Data excerpts
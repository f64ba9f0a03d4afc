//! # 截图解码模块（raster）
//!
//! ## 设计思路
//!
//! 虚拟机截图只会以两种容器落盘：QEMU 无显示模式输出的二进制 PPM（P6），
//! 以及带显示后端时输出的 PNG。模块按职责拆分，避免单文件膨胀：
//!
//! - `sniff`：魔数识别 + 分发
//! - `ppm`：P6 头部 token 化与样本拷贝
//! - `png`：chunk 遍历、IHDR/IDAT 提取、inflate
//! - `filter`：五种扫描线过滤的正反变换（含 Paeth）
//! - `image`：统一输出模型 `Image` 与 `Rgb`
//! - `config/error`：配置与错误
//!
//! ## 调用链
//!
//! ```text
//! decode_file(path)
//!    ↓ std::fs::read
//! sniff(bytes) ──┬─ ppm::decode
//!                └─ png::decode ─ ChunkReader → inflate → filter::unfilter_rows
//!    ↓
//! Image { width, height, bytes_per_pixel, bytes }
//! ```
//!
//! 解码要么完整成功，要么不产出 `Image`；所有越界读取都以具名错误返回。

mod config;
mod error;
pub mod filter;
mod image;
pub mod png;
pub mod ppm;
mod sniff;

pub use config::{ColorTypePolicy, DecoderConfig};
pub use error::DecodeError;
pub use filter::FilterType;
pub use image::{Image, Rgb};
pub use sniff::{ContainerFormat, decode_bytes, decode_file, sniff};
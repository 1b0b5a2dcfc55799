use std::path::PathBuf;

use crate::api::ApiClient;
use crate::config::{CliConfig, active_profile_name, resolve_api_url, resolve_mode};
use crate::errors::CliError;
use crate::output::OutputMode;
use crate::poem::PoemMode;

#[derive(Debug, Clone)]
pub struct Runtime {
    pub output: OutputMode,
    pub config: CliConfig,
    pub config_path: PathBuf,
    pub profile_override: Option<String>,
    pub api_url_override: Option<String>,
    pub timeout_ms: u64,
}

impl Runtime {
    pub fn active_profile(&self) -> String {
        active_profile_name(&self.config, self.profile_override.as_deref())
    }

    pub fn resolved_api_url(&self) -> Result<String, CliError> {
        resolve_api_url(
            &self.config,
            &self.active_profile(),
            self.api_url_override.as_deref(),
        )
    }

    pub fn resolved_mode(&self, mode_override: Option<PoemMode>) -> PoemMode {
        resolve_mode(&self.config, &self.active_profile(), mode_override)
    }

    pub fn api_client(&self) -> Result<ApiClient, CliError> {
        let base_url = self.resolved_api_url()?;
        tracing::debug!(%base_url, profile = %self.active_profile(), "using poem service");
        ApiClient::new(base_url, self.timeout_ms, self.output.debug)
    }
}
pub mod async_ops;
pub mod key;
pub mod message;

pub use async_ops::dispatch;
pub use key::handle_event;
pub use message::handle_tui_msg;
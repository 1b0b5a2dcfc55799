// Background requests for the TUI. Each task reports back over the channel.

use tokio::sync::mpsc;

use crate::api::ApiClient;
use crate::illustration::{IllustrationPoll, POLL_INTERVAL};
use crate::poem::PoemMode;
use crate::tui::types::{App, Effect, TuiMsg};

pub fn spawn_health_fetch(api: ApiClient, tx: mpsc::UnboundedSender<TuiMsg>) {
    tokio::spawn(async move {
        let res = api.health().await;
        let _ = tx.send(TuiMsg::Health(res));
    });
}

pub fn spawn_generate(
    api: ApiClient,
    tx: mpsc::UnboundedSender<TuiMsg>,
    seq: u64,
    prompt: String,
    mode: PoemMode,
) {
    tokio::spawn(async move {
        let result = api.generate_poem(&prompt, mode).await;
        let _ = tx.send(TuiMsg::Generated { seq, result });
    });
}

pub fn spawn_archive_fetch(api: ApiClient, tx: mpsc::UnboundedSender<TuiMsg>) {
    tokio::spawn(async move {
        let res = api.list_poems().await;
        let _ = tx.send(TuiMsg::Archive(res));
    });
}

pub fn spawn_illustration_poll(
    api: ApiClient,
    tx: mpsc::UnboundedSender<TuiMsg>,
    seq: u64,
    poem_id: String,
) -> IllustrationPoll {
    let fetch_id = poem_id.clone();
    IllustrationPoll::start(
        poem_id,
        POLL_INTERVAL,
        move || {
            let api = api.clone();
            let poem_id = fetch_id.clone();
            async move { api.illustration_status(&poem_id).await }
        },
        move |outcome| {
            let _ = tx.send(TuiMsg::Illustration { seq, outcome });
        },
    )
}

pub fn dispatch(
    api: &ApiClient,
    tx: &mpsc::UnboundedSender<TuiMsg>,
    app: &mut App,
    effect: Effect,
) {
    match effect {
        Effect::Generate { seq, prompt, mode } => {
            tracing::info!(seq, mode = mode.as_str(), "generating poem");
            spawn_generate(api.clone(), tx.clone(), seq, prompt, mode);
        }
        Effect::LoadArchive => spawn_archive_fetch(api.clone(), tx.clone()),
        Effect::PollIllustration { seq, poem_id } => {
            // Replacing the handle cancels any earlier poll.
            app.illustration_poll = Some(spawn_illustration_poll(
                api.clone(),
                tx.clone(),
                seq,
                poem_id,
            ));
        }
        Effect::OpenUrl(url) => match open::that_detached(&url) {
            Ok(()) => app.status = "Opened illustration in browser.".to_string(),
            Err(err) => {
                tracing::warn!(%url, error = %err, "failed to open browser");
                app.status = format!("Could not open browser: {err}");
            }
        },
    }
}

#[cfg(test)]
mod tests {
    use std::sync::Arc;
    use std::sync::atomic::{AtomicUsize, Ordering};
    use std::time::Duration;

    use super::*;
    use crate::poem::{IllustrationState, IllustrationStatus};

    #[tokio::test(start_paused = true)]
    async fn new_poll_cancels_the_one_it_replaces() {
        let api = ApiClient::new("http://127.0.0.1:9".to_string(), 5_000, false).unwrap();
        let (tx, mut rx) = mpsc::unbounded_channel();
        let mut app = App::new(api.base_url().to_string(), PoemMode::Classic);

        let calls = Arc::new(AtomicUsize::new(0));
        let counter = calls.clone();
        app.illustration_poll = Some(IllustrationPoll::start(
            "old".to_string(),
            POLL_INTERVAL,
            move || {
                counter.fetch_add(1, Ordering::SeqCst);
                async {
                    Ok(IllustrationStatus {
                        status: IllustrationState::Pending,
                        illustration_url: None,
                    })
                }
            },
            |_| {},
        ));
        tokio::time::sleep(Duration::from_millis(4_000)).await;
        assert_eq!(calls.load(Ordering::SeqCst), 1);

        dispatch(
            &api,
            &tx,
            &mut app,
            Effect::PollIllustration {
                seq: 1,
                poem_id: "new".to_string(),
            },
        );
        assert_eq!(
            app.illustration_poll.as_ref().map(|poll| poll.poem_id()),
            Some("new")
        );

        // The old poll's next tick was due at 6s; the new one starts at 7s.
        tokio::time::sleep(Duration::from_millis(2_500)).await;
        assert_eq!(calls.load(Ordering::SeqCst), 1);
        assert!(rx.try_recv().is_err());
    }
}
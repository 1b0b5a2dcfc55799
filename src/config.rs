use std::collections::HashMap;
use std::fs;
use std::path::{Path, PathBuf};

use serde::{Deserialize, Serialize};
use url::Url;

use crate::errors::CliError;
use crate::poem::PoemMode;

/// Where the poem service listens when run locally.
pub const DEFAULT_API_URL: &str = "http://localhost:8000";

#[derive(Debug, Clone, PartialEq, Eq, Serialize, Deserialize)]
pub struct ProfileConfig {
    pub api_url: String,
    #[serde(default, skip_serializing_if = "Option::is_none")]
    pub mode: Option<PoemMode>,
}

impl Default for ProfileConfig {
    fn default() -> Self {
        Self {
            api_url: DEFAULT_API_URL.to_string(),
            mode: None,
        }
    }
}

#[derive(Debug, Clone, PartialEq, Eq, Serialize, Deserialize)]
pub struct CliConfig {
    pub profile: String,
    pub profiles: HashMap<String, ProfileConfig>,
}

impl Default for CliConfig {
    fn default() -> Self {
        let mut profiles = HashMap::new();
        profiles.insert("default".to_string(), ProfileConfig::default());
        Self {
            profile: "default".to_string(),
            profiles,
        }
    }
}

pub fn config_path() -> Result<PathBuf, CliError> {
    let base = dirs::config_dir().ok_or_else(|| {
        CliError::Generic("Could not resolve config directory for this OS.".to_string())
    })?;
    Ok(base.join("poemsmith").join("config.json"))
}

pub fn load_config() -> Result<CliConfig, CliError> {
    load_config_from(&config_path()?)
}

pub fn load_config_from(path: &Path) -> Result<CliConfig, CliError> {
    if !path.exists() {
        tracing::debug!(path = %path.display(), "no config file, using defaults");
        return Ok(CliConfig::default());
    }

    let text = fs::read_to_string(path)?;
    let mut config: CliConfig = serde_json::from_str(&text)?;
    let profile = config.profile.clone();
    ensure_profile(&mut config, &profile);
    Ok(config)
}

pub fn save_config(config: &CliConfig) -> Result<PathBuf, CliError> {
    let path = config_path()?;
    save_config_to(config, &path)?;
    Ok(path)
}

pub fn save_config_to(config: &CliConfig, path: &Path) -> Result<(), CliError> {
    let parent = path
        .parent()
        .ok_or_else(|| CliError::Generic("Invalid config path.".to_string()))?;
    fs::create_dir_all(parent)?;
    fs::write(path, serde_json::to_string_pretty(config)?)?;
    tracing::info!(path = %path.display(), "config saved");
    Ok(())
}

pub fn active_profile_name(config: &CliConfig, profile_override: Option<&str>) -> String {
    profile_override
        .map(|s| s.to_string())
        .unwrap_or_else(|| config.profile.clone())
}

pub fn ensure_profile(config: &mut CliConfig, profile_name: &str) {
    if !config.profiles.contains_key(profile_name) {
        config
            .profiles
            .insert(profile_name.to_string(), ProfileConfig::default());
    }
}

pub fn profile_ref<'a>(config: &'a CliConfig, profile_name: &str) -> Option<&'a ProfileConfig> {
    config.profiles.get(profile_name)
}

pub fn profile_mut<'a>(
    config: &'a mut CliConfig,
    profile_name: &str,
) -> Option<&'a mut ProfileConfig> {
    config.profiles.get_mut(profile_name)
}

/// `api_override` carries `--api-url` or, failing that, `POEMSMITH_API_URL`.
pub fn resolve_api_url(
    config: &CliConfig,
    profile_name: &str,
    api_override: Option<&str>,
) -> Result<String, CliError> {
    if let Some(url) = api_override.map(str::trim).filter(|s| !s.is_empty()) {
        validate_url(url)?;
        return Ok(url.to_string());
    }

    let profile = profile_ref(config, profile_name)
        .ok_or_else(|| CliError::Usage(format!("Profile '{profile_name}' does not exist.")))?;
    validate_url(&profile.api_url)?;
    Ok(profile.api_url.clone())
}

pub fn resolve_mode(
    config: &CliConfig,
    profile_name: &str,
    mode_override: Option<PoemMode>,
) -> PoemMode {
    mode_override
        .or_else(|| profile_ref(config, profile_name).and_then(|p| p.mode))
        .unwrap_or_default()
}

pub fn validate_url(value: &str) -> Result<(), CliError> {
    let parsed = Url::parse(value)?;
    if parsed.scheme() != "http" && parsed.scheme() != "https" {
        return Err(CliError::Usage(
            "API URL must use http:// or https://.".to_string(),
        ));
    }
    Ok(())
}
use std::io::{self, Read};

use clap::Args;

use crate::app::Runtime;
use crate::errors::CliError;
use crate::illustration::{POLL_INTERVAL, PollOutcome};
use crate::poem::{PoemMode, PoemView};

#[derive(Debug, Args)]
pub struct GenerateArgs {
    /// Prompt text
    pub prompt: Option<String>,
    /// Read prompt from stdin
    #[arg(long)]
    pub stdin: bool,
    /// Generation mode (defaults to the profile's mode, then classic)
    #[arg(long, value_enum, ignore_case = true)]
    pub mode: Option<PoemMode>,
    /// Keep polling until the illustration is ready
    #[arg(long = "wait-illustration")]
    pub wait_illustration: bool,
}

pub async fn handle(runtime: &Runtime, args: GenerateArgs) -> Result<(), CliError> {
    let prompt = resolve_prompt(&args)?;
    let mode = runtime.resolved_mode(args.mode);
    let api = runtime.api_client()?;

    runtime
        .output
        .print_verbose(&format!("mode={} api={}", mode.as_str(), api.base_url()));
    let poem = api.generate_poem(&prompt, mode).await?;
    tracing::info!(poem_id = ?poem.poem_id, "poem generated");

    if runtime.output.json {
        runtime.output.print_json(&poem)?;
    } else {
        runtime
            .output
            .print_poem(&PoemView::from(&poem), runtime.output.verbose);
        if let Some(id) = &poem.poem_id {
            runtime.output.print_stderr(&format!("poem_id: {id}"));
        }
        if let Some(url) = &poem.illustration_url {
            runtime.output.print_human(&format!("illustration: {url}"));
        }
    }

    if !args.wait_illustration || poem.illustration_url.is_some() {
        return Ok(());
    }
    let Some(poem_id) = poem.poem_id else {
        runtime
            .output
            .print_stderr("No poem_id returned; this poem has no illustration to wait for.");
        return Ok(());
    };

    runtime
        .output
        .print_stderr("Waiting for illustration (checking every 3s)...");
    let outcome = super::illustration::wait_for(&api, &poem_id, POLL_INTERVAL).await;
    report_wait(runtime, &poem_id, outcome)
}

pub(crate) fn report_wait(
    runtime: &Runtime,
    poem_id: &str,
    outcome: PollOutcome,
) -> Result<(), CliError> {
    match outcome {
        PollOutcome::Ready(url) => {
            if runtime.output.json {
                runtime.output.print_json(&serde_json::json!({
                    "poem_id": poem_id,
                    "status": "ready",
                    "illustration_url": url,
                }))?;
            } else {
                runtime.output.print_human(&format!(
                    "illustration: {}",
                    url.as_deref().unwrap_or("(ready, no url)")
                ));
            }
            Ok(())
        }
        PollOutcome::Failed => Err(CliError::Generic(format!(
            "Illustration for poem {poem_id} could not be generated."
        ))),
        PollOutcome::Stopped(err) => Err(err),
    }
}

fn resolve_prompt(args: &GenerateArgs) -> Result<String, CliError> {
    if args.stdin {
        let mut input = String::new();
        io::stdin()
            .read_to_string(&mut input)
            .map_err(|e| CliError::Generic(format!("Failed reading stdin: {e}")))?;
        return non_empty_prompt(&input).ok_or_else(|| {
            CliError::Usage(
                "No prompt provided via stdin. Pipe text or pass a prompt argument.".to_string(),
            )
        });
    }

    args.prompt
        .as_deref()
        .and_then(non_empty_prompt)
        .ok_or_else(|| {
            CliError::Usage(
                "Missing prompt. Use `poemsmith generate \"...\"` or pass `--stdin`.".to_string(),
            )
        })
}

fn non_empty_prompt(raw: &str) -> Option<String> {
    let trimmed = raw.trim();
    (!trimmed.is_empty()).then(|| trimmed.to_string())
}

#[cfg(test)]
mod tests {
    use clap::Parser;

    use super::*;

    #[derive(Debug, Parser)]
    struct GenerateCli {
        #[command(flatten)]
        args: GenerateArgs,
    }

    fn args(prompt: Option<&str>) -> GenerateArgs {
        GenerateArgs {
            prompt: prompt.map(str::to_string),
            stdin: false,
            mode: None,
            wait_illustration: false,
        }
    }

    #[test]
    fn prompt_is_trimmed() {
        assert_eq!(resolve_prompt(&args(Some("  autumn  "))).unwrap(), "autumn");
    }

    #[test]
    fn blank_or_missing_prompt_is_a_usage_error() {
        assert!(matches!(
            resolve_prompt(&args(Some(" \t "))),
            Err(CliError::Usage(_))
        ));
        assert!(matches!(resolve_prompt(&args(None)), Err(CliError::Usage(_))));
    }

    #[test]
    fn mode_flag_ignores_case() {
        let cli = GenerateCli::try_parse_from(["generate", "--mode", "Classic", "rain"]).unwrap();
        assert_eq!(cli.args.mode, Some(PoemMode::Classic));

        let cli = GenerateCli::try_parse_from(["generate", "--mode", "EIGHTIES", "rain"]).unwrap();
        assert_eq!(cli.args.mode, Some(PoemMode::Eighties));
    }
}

What you have to do
Scan the entries above for the word "http" and collect each line holding it.

Answer to the exercise
        let api = ApiClient::new("http://127.0.0.1:9".to_string(), 5_000, false).unwrap();
pub const DEFAULT_API_URL: &str = "http://localhost:8000";
    if parsed.scheme() != "http" && parsed.scheme() != "https" {
            "API URL must use http:// or https://.".to_string(),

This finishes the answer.